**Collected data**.
......

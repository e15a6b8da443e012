//! Orchestrator configuration and per-call context

use hazardlens_core::{BackendKind, Connectivity, DetectionConfig, Error, Result, WorkType};
use serde::{Deserialize, Serialize};
use std::path::Path;
use std::time::Duration;

/// Tunables for orchestration; every field has a usable default
#[derive(Debug, Clone, Serialize, Deserialize)]
pub struct OrchestratorConfig {
    /// Deadline for a single backend attempt
    #[serde(default = "default_attempt_timeout_ms")]
    pub attempt_timeout_ms: u64,

    /// Deadline for the whole analysis, across all attempts
    #[serde(default = "default_overall_timeout_ms")]
    pub overall_timeout_ms: u64,

    /// Backend invocations allowed per analysis
    #[serde(default = "default_max_attempts")]
    pub max_attempts: usize,

    /// On-device detections below this confidence also consult the cloud
    #[serde(default = "default_escalation_threshold")]
    pub escalation_threshold: f32,

    #[serde(default)]
    pub fusion: FusionConfig,

    #[serde(default)]
    pub monitor: MonitorConfig,

    #[serde(default)]
    pub profiler: ProfilerConfig,

    #[serde(default)]
    pub live_preview: LivePreviewConfig,
}

fn default_attempt_timeout_ms() -> u64 {
    5_000
}

fn default_overall_timeout_ms() -> u64 {
    8_000
}

fn default_max_attempts() -> usize {
    3
}

fn default_escalation_threshold() -> f32 {
    0.4
}

impl Default for OrchestratorConfig {
    fn default() -> Self {
        Self {
            attempt_timeout_ms: default_attempt_timeout_ms(),
            overall_timeout_ms: default_overall_timeout_ms(),
            max_attempts: default_max_attempts(),
            escalation_threshold: default_escalation_threshold(),
            fusion: FusionConfig::default(),
            monitor: MonitorConfig::default(),
            profiler: ProfilerConfig::default(),
            live_preview: LivePreviewConfig::default(),
        }
    }
}

impl OrchestratorConfig {
    /// Load from an optional YAML file layered with `HAZARDLENS__*` environment overrides
    pub fn load(path: Option<&Path>) -> Result<Self> {
        let mut builder = config::Config::builder();
        if let Some(path) = path {
            builder = builder.add_source(config::File::from(path).required(false));
        }
        builder = builder.add_source(
            config::Environment::with_prefix("HAZARDLENS")
                .separator("__")
                .try_parsing(true),
        );

        let config: Self = builder
            .build()
            .and_then(|c| c.try_deserialize())
            .map_err(|e| Error::config(format!("failed to load orchestrator config: {e}")))?;
        config.validate()?;
        Ok(config)
    }

    pub fn attempt_timeout(&self) -> Duration {
        Duration::from_millis(self.attempt_timeout_ms)
    }

    pub fn overall_timeout(&self) -> Duration {
        Duration::from_millis(self.overall_timeout_ms)
    }

    /// Reject settings that would break the analysis guarantees
    pub fn validate(&self) -> Result<()> {
        if self.max_attempts == 0 {
            return Err(Error::config("max_attempts must be at least 1"));
        }
        if self.overall_timeout_ms == 0 || self.attempt_timeout_ms == 0 {
            return Err(Error::config("timeouts must be positive"));
        }
        if !(self.fusion.iou_threshold > 0.0 && self.fusion.iou_threshold <= 1.0) {
            return Err(Error::config("fusion.iou_threshold must lie in (0, 1]"));
        }
        if !(0.0..=1.0).contains(&self.fusion.cross_validation_bonus) {
            return Err(Error::config("fusion.cross_validation_bonus must lie in [0, 1]"));
        }
        let weights = &self.fusion.weights;
        for (name, weight) in [
            ("on_device_cpu", weights.on_device_cpu),
            ("on_device_gpu", weights.on_device_gpu),
            ("on_device_npu", weights.on_device_npu),
            ("cloud", weights.cloud),
        ] {
            if !(weight.is_finite() && weight > 0.0) {
                return Err(Error::config(format!("fusion.weights.{name} must be positive")));
            }
        }
        if !(0.0..=1.0).contains(&self.escalation_threshold) {
            return Err(Error::config("escalation_threshold must lie in [0, 1]"));
        }
        if self.live_preview.rate_per_sec <= 0.0 {
            return Err(Error::config("live_preview.rate_per_sec must be positive"));
        }
        Ok(())
    }
}

/// Cross-validation parameters
#[derive(Debug, Clone, Serialize, Deserialize)]
pub struct FusionConfig {
    /// Minimum IoU for two detections to be the same hazard
    #[serde(default = "default_iou_threshold")]
    pub iou_threshold: f32,

    /// Added to a hazard confirmed by more than one backend
    #[serde(default = "default_cross_validation_bonus")]
    pub cross_validation_bonus: f32,

    #[serde(default)]
    pub weights: BackendWeights,
}

fn default_iou_threshold() -> f32 {
    0.5
}

fn default_cross_validation_bonus() -> f32 {
    0.15
}

impl Default for FusionConfig {
    fn default() -> Self {
        Self {
            iou_threshold: default_iou_threshold(),
            cross_validation_bonus: default_cross_validation_bonus(),
            weights: BackendWeights::default(),
        }
    }
}

/// Relative trust in each backend kind during fusion
#[derive(Debug, Clone, Serialize, Deserialize)]
pub struct BackendWeights {
    pub on_device_cpu: f32,
    pub on_device_gpu: f32,
    pub on_device_npu: f32,
    pub cloud: f32,
}

impl Default for BackendWeights {
    fn default() -> Self {
        Self {
            on_device_cpu: 0.8,
            on_device_gpu: 0.9,
            on_device_npu: 1.0,
            cloud: 1.2,
        }
    }
}

impl BackendWeights {
    pub fn for_kind(&self, kind: BackendKind) -> f32 {
        let weight = match kind {
            BackendKind::OnDeviceCpu => self.on_device_cpu,
            BackendKind::OnDeviceGpu => self.on_device_gpu,
            BackendKind::OnDeviceNpu => self.on_device_npu,
            BackendKind::Cloud => self.cloud,
        };
        if weight.is_finite() && weight > 0.0 {
            weight
        } else {
            1.0
        }
    }
}

/// Rolling-window health thresholds
#[derive(Debug, Clone, Serialize, Deserialize)]
pub struct MonitorConfig {
    #[serde(default = "default_window_size")]
    pub window_size: usize,

    /// Samples required before a backend can be sent to cooldown
    #[serde(default = "default_min_samples")]
    pub min_samples: usize,

    #[serde(default = "default_poor_success_rate")]
    pub poor_success_rate: f64,

    #[serde(default = "default_poor_latency_ms")]
    pub poor_latency_ms: u64,

    #[serde(default = "default_cooldown_ms")]
    pub cooldown_ms: u64,
}

fn default_window_size() -> usize {
    20
}

fn default_min_samples() -> usize {
    5
}

fn default_poor_success_rate() -> f64 {
    0.5
}

fn default_poor_latency_ms() -> u64 {
    4_000
}

fn default_cooldown_ms() -> u64 {
    60_000
}

impl Default for MonitorConfig {
    fn default() -> Self {
        Self {
            window_size: default_window_size(),
            min_samples: default_min_samples(),
            poor_success_rate: default_poor_success_rate(),
            poor_latency_ms: default_poor_latency_ms(),
            cooldown_ms: default_cooldown_ms(),
        }
    }
}

/// Device tier thresholds
#[derive(Debug, Clone, Serialize, Deserialize)]
pub struct ProfilerConfig {
    #[serde(default = "default_high_end_memory_mb")]
    pub high_end_memory_mb: u64,

    #[serde(default = "default_mid_range_memory_mb")]
    pub mid_range_memory_mb: u64,

    /// Below this charge (and not charging) the tier is capped at mid-range
    #[serde(default = "default_low_battery_percent")]
    pub low_battery_percent: u8,
}

fn default_high_end_memory_mb() -> u64 {
    6_144
}

fn default_mid_range_memory_mb() -> u64 {
    3_072
}

fn default_low_battery_percent() -> u8 {
    15
}

impl Default for ProfilerConfig {
    fn default() -> Self {
        Self {
            high_end_memory_mb: default_high_end_memory_mb(),
            mid_range_memory_mb: default_mid_range_memory_mb(),
            low_battery_percent: default_low_battery_percent(),
        }
    }
}

/// Live-preview throttle
#[derive(Debug, Clone, Serialize, Deserialize)]
pub struct LivePreviewConfig {
    #[serde(default = "default_rate_per_sec")]
    pub rate_per_sec: f64,

    #[serde(default = "default_burst")]
    pub burst: u32,
}

fn default_rate_per_sec() -> f64 {
    2.0
}

fn default_burst() -> u32 {
    1
}

impl Default for LivePreviewConfig {
    fn default() -> Self {
        Self {
            rate_per_sec: default_rate_per_sec(),
            burst: default_burst(),
        }
    }
}

/// Feature flags snapshot, read-only for the duration of one call
#[derive(Debug, Clone, PartialEq, Eq, Serialize, Deserialize)]
pub struct FeatureFlags {
    /// Route every analysis to the cloud when it is reachable
    #[serde(default)]
    pub force_cloud: bool,

    #[serde(default = "default_true")]
    pub cloud_enabled: bool,

    #[serde(default = "default_true")]
    pub hybrid_enabled: bool,

    /// Share of photos (by id bucket) eligible for hybrid analysis
    #[serde(default = "default_rollout")]
    pub hybrid_rollout_percent: u8,

    /// Whether on-device backends may back up a cloud-first plan
    #[serde(default = "default_true")]
    pub on_device_fallback_enabled: bool,
}

fn default_true() -> bool {
    true
}

fn default_rollout() -> u8 {
    100
}

impl Default for FeatureFlags {
    fn default() -> Self {
        Self {
            force_cloud: false,
            cloud_enabled: true,
            hybrid_enabled: true,
            hybrid_rollout_percent: default_rollout(),
            on_device_fallback_enabled: true,
        }
    }
}

/// Everything the caller supplies alongside an image
#[derive(Debug, Clone, Serialize, Deserialize)]
pub struct AnalysisContext {
    pub connectivity: Connectivity,

    #[serde(default)]
    pub flags: FeatureFlags,

    #[serde(default)]
    pub detection: DetectionConfig,
}

impl AnalysisContext {
    pub fn new(connectivity: Connectivity) -> Self {
        Self {
            connectivity,
            flags: FeatureFlags::default(),
            detection: DetectionConfig::default(),
        }
    }

    pub fn with_work_type(mut self, work_type: WorkType) -> Self {
        self.detection.work_type = work_type;
        self
    }

    pub fn with_flags(mut self, flags: FeatureFlags) -> Self {
        self.flags = flags;
        self
    }

    pub fn work_type(&self) -> WorkType {
        self.detection.work_type
    }
}

#[cfg(test)]
mod tests {
    use super::*;
    use std::io::Write;

    #[test]
    fn test_defaults() {
        let config = OrchestratorConfig::default();
        assert_eq!(config.attempt_timeout(), Duration::from_secs(5));
        assert_eq!(config.overall_timeout(), Duration::from_secs(8));
        assert_eq!(config.max_attempts, 3);
        assert_eq!(config.fusion.iou_threshold, 0.5);
        assert_eq!(config.fusion.cross_validation_bonus, 0.15);
        assert_eq!(config.live_preview.rate_per_sec, 2.0);
    }

    #[test]
    fn test_load_yaml_file() {
        let mut file = tempfile::Builder::new().suffix(".yaml").tempfile().unwrap();
        writeln!(
            file,
            "attempt_timeout_ms: 3000\nfusion:\n  iou_threshold: 0.6\nmonitor:\n  cooldown_ms: 1000"
        )
        .unwrap();

        let config = OrchestratorConfig::load(Some(file.path())).unwrap();
        assert_eq!(config.attempt_timeout_ms, 3000);
        assert_eq!(config.overall_timeout_ms, 8000);
        assert_eq!(config.fusion.iou_threshold, 0.6);
        assert_eq!(config.fusion.cross_validation_bonus, 0.15);
        assert_eq!(config.monitor.cooldown_ms, 1000);
        assert_eq!(config.monitor.window_size, 20);
    }

    #[test]
    fn test_fusion_parameters_validated() {
        assert!(OrchestratorConfig::default().validate().is_ok());

        let mut config = OrchestratorConfig::default();
        config.fusion.cross_validation_bonus = -0.2;
        assert!(matches!(config.validate(), Err(Error::Config(_))));

        let mut config = OrchestratorConfig::default();
        config.fusion.cross_validation_bonus = 1.5;
        assert!(config.validate().is_err());

        let mut config = OrchestratorConfig::default();
        config.fusion.iou_threshold = 0.0;
        assert!(config.validate().is_err());

        let mut config = OrchestratorConfig::default();
        config.fusion.weights.cloud = 0.0;
        assert!(config.validate().is_err());

        let mut config = OrchestratorConfig::default();
        config.fusion.weights.on_device_gpu = f32::NAN;
        assert!(config.validate().is_err());

        let mut config = OrchestratorConfig::default();
        config.escalation_threshold = 1.2;
        assert!(config.validate().is_err());
    }

    #[test]
    fn test_negative_bonus_in_file_rejected() {
        let mut file = tempfile::Builder::new().suffix(".yaml").tempfile().unwrap();
        writeln!(file, "fusion:\n  cross_validation_bonus: -0.5").unwrap();
        assert!(OrchestratorConfig::load(Some(file.path())).is_err());
    }

    #[test]
    fn test_invalid_values_rejected() {
        let mut file = tempfile::Builder::new().suffix(".yaml").tempfile().unwrap();
        writeln!(file, "max_attempts: 0").unwrap();
        assert!(OrchestratorConfig::load(Some(file.path())).is_err());
    }

    #[test]
    fn test_weights_fall_back_for_nonsense() {
        let weights = BackendWeights {
            on_device_cpu: -1.0,
            ..Default::default()
        };
        assert_eq!(weights.for_kind(BackendKind::OnDeviceCpu), 1.0);
        assert_eq!(weights.for_kind(BackendKind::Cloud), 1.2);
    }

    #[test]
    fn test_context_builder() {
        let ctx = AnalysisContext::new(Connectivity::Good).with_work_type(WorkType::Roadwork);
        assert_eq!(ctx.work_type(), WorkType::Roadwork);
        assert!(ctx.flags.cloud_enabled);
    }
}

......

**What you will do**. Scan the records above for the string "LivePreviewConfig", then select every line that holds it.

**The answer**.
    pub live_preview: LivePreviewConfig,
            live_preview: LivePreviewConfig::default(),
pub struct LivePreviewConfig {
impl Default for LivePreviewConfig {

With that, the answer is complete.